Yes. Value as surplus land. It is only as excess land, and assuming an approved parcel split, that one needs an EA. Or, a HC for an 'as-is'. I would argue that a HC could be used for the 'as-is', but you seem to have done the research to show that this is not in favor. I actually prefer the EA as there is a time factor involved in parcel approval which is disregarded in the HC.
 
wrong. it is NOT CONTRARY TO WHAT EXISTS. You are valuing only a portion of the property. No EA nor HC is necessary. March 2008 Q & A USPAP
View attachment 88086
The question and response quote you have supplied, first of all. Secondly, yes of course the land exists. I'm not suggesting you need a HV that the 100-acre parcel exists. I am suggesting that in a situation where the subject physical segment acreage portion of the parent tract consists of a non-legal lot and is then appraised by comparison to legal lots without consideration of the legal differential, then by definition, the value conclusion is predicated on a condition which is contrary to what exists, hence a HC is present.
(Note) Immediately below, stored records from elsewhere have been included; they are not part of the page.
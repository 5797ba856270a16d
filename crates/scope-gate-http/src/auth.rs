// crates/scope-gate-http/src/auth.rs
// ============================================================================
// Module: Token Authentication Middleware
// Description: axum middleware and extractor for the token gate.
// Purpose: Bind a principal to each request before handlers run.
// Dependencies: scope-gate-core, axum
// ============================================================================

//! ## Overview
//! [`token_auth_middleware`] reads the configured header, runs the token gate,
//! and stores the resulting [`RequestContext`] in the request extensions. An
//! upstream [`AuthenticatedPrincipal`] extension (session authentication)
//! bypasses the token lookup. Failures short-circuit with the gate's
//! structured JSON body and status code.
//!
//! Security posture: header values are untrusted; non-ASCII values and
//! oversized headers are treated as carrying no token.

// ============================================================================
// SECTION: Imports
// ============================================================================

use std::sync::Arc;

use axum::extract::FromRequestParts;
use axum::extract::Request;
use axum::extract::State;
use axum::http::HeaderMap;
use axum::http::HeaderName;
use axum::http::Method;
use axum::http::StatusCode;
use axum::http::header::AUTHORIZATION;
use axum::http::request::Parts;
use axum::middleware::Next;
use axum::response::IntoResponse;
use axum::response::Response;
use scope_gate_core::AuthState;
use scope_gate_core::Principal;
use scope_gate_core::RequestContext;
use scope_gate_core::RequestMethod;
use scope_gate_core::TokenAuthenticator;

use crate::error::ApiError;

// ============================================================================
// SECTION: Constants
// ============================================================================

/// Header carrying the caller-supplied request identifier.
pub const REQUEST_ID_HEADER: &str = "x-request-id";
/// Request identifiers longer than this are ignored.
const MAX_REQUEST_ID_LENGTH: usize = 128;

// ============================================================================
// SECTION: Extensions
// ============================================================================

/// Principal bound to the request, by session or token authentication.
#[derive(Debug, Clone, PartialEq, Eq)]
pub struct AuthenticatedPrincipal(pub Principal);

/// Marker: the request authenticated by token and may skip anti-forgery checks.
#[derive(Debug, Clone, Copy, PartialEq, Eq)]
pub struct CsrfExempt;

// ============================================================================
// SECTION: Middleware
// ============================================================================

/// Shared state for [`token_auth_middleware`].
#[derive(Clone)]
pub struct TokenAuthState {
    /// Token gate.
    gate: Arc<TokenAuthenticator>,
    /// Header read for the token.
    header: HeaderName,
}

impl TokenAuthState {
    /// Creates middleware state reading the `Authorization` header.
    #[must_use]
    pub fn new(gate: TokenAuthenticator) -> Self {
        Self {
            gate: Arc::new(gate),
            header: AUTHORIZATION,
        }
    }

    /// Reads the token from another header.
    #[must_use]
    pub fn with_header(mut self, header: HeaderName) -> Self {
        self.header = header;
        self
    }

    /// Returns the header read for the token.
    #[must_use]
    pub const fn header(&self) -> &HeaderName {
        &self.header
    }
}

/// Authenticates the request and stores its [`RequestContext`].
///
/// On success with a token, inserts [`AuthenticatedPrincipal`] and
/// [`CsrfExempt`]. Unsupported methods are answered with 405.
pub async fn token_auth_middleware(
    State(state): State<TokenAuthState>,
    mut request: Request,
    next: Next,
) -> Response {
    let upstream = request.extensions().get::<AuthenticatedPrincipal>().cloned();
    let mut ctx = match new_context(request.method(), request.headers(), upstream.as_ref()) {
        Ok(ctx) => ctx,
        Err(response) => return response,
    };
    let header = request.headers().get(&state.header).and_then(|value| value.to_str().ok());
    match state.gate.authenticate(&mut ctx, header) {
        Ok(AuthState::Authenticated) => {
            if upstream.is_none() {
                request.extensions_mut().insert(AuthenticatedPrincipal(ctx.principal().clone()));
            }
            if ctx.csrf_exempt() {
                request.extensions_mut().insert(CsrfExempt);
            }
        }
        Ok(AuthState::Unauthenticated | AuthState::Resolving) => {}
        Err(err) => return ApiError::from(err).into_response(),
    }
    request.extensions_mut().insert(ctx);
    next.run(request).await
}

// ============================================================================
// SECTION: Extractor
// ============================================================================

/// Request context handed to handlers.
///
/// Uses the context stored by [`token_auth_middleware`] when present;
/// otherwise builds one from the upstream principal, if any.
#[derive(Debug, Clone)]
pub struct GateContext(pub RequestContext);

impl<S> FromRequestParts<S> for GateContext
where
    S: Send + Sync,
{
    type Rejection = Response;

    async fn from_request_parts(parts: &mut Parts, _state: &S) -> Result<Self, Self::Rejection> {
        if let Some(ctx) = parts.extensions.get::<RequestContext>() {
            return Ok(Self(ctx.clone()));
        }
        let upstream = parts.extensions.get::<AuthenticatedPrincipal>();
        new_context(&parts.method, &parts.headers, upstream).map(Self)
    }
}

// ============================================================================
// SECTION: Helpers
// ============================================================================

/// Builds a fresh context for a request.
fn new_context(
    method: &Method,
    headers: &HeaderMap,
    upstream: Option<&AuthenticatedPrincipal>,
) -> Result<RequestContext, Response> {
    let Some(method) = RequestMethod::parse(method.as_str()) else {
        return Err(StatusCode::METHOD_NOT_ALLOWED.into_response());
    };
    let ctx = match upstream {
        Some(AuthenticatedPrincipal(principal)) => {
            RequestContext::for_principal(method, principal.clone())
        }
        None => RequestContext::new(method),
    };
    Ok(match request_id(headers) {
        Some(id) => ctx.with_request_id(id),
        None => ctx,
    })
}

/// Returns the request identifier header when it is short visible ASCII.
fn request_id(headers: &HeaderMap) -> Option<String> {
    let value = headers.get(REQUEST_ID_HEADER)?.to_str().ok()?;
    if value.is_empty() || value.len() > MAX_REQUEST_ID_LENGTH {
        return None;
    }
    Some(value.to_string())
}
// crates/scope-gate-http/src/error.rs
// ============================================================================
// Module: HTTP Error Responses
// Description: Maps engine and authentication errors to HTTP responses.
// Purpose: Keep denials user-facing and configuration defects opaque.
// Dependencies: scope-gate-core, axum, serde_json, thiserror
// ============================================================================

//! ## Overview
//! Authorization denials become 403 responses that name the failure.
//! Configuration errors and defects (unknown scopes, omitted permission
//! checks, storage failures) become 500 responses with a stable code and a
//! generic message. Token gate failures keep the gate's own status and body.

// ============================================================================
// SECTION: Imports
// ============================================================================

use axum::Json;
use axum::http::StatusCode;
use axum::response::IntoResponse;
use axum::response::Response;
use scope_gate_core::AuthzError;
use scope_gate_core::AuthzErrorKind;
use scope_gate_core::TokenAuthError;
use serde_json::Value;
use serde_json::json;
use thiserror::Error;

// ============================================================================
// SECTION: Errors
// ============================================================================

/// Error returned from guarded HTTP handlers.
#[derive(Debug, Error)]
pub enum ApiError {
    /// Authorization engine error.
    #[error(transparent)]
    Authz(#[from] AuthzError),
    /// Token authentication error.
    #[error(transparent)]
    TokenAuth(#[from] TokenAuthError),
}

impl ApiError {
    /// Returns the HTTP status for the error.
    #[must_use]
    pub fn status(&self) -> StatusCode {
        match self {
            Self::Authz(err) => match err.kind() {
                AuthzErrorKind::Denied => StatusCode::FORBIDDEN,
                AuthzErrorKind::Configuration | AuthzErrorKind::Defect => {
                    StatusCode::INTERNAL_SERVER_ERROR
                }
            },
            Self::TokenAuth(err) => StatusCode::from_u16(err.http_status())
                .unwrap_or(StatusCode::INTERNAL_SERVER_ERROR),
        }
    }

    /// Returns the structured JSON body for the error.
    #[must_use]
    pub fn body(&self) -> Value {
        match self {
            Self::Authz(err) => match err.kind() {
                AuthzErrorKind::Denied => json!({
                    "code": err.code(),
                    "message": err.to_string(),
                }),
                AuthzErrorKind::Configuration | AuthzErrorKind::Defect => json!({
                    "code": err.code(),
                    "message": "Internal server error.",
                }),
            },
            Self::TokenAuth(err) => err.body(),
        }
    }
}

impl IntoResponse for ApiError {
    fn into_response(self) -> Response {
        (self.status(), Json(self.body())).into_response()
    }
}
// crates/scope-gate-core/src/runtime/error.rs
// ============================================================================
// Module: Scope Gate Authorization Errors
// Description: Error taxonomy shared by the resolver, evaluator, and guard.
// Purpose: Keep denials, configuration defects, and wiring defects distinct.
// Dependencies: thiserror
// ============================================================================

//! ## Overview
//! Callers must be able to tell a user-facing denial apart from a scope that
//! was never registered and from a handler that skipped its scope check.
//! [`AuthzError::kind`] exposes that classification.

// ============================================================================
// SECTION: Imports
// ============================================================================

use thiserror::Error;

use crate::core::Action;
use crate::core::PermissionKey;
use crate::core::PrincipalId;
use crate::core::RequestMethod;
use crate::core::ResourceType;
use crate::core::ScopeName;
use crate::interfaces::StoreError;

// ============================================================================
// SECTION: Error Kinds
// ============================================================================

/// Classification of [`AuthzError`] values.
#[derive(Debug, Clone, Copy, PartialEq, Eq)]
pub enum AuthzErrorKind {
    /// Principal was evaluated and denied; safe to surface.
    Denied,
    /// Scope configuration is wrong; a server error.
    Configuration,
    /// A handler path has no scope check or a collaborator failed.
    Defect,
}

// ============================================================================
// SECTION: Errors
// ============================================================================

/// Authorization engine errors.
#[derive(Debug, Error)]
pub enum AuthzError {
    /// The principal does not hold the action permission at all.
    #[error("principal {principal} lacks permission {permission}")]
    Forbidden {
        /// Principal identifier.
        principal: PrincipalId,
        /// Missing permission key.
        permission: PermissionKey,
    },
    /// No granted scope allowed the action.
    #[error("principal {principal} is not allowed to {action} {resource}")]
    Scoping {
        /// Principal identifier.
        principal: PrincipalId,
        /// Resource type.
        resource: ResourceType,
        /// Action category.
        action: Action,
    },
    /// Scope name is neither registered nor dynamically resolvable.
    #[error("unknown scope {scope} on {resource} for {action}")]
    UnknownScope {
        /// Scope name.
        scope: ScopeName,
        /// Resource type.
        resource: ResourceType,
        /// Action category.
        action: Action,
    },
    /// Composite scope used where composition is not defined.
    #[error("scope composition is not implemented for view ({scope} on {resource})")]
    CompositionUnsupported {
        /// Composite scope name.
        scope: ScopeName,
        /// Resource type.
        resource: ResourceType,
    },
    /// Composite scopes nest deeper than allowed.
    #[error("scope composition too deep at {scope} on {resource}")]
    CompositionTooDeep {
        /// Scope name where the limit was hit.
        scope: ScopeName,
        /// Resource type.
        resource: ResourceType,
    },
    /// A custom (non-CRUD) action permission was configured with scopes.
    #[error("permission {permission} is not a CRUD action and may not carry scopes")]
    ScopedCustomAction {
        /// Offending permission key.
        permission: PermissionKey,
    },
    /// A scope function raised an error.
    #[error("scope {scope} on {resource} failed: {message}")]
    ScopeFailed {
        /// Scope name.
        scope: ScopeName,
        /// Resource type.
        resource: ResourceType,
        /// Error message from the scope function.
        message: String,
    },
    /// A successful request never recorded its required scope decision.
    #[error("permission check omitted for {method} request: {reason}")]
    PermissionCheckOmitted {
        /// Request method.
        method: RequestMethod,
        /// Missing decision description.
        reason: String,
    },
    /// Collaborator storage failed.
    #[error(transparent)]
    Store(#[from] StoreError),
}

impl AuthzError {
    /// Returns the error classification.
    #[must_use]
    pub const fn kind(&self) -> AuthzErrorKind {
        match self {
            Self::Forbidden {
                ..
            }
            | Self::Scoping {
                ..
            } => AuthzErrorKind::Denied,
            Self::UnknownScope {
                ..
            }
            | Self::CompositionUnsupported {
                ..
            }
            | Self::CompositionTooDeep {
                ..
            }
            | Self::ScopedCustomAction {
                ..
            } => AuthzErrorKind::Configuration,
            Self::ScopeFailed {
                ..
            }
            | Self::PermissionCheckOmitted {
                ..
            }
            | Self::Store(_) => AuthzErrorKind::Defect,
        }
    }

    /// Returns a stable machine-readable code.
    #[must_use]
    pub const fn code(&self) -> &'static str {
        match self {
            Self::Forbidden {
                ..
            } => "Forbidden",
            Self::Scoping {
                ..
            } => "ScopingError",
            Self::UnknownScope {
                ..
            } => "UnknownScope",
            Self::CompositionUnsupported {
                ..
            } => "CompositionUnsupported",
            Self::CompositionTooDeep {
                ..
            } => "CompositionTooDeep",
            Self::ScopedCustomAction {
                ..
            } => "ScopedCustomAction",
            Self::ScopeFailed {
                ..
            } => "ScopeFailed",
            Self::PermissionCheckOmitted {
                ..
            } => "PermissionCheckOmitted",
            Self::Store(_) => "StoreError",
        }
    }
}

// ============================================================================
// SECTION: Scope Function Errors
// ============================================================================

/// Error raised by a user-supplied scope function.
#[derive(Debug, Clone, PartialEq, Eq, Error)]
#[error("{0}")]
pub struct ScopeFnError(pub String);

impl ScopeFnError {
    /// Creates a scope function error from a message.
    #[must_use]
    pub fn new(message: impl Into<String>) -> Self {
        Self(message.into())
    }
}

impl From<StoreError> for ScopeFnError {
    fn from(value: StoreError) -> Self {
        Self(value.to_string())
    }
}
This is usually not an issue, state the HC or an appropriate EA if that works. In an assignment requiring an "as is" valuation premise this is not acceptable. In the case I am describing neither is an EA. See USPAP 2024-25 FAQ 188, 189, 190. Note the term "specific case", and the lack of an exemption from HC EA discussion in FAQ 190. Further, see Appraisal Institute Guide Note 15. Chapter 6 in the Official Appraisal Foundation 7-hour USPAP Update course is also illustrative.
Estimate the Market Value of the Entire 200-acre Tract. Use the appropriate approach to determine the overall market value of the 200-acre property. Estimate the Value of the Remainder (the front 100 acres) using a special assumption. This assumption estimates the market value of the remaining 100 acres, assuming the back 100 acres are sold separately. The special assumption is that the subdivision process will be completed without significant issues. Calculate the Contributory Value and subtract the estimated value of the remainder (the front 100 acres) from the value of the whole 200-acre property. The difference represents the contributory value of the back 100 acres, reflecting its market value 'as is' under the special assumptions.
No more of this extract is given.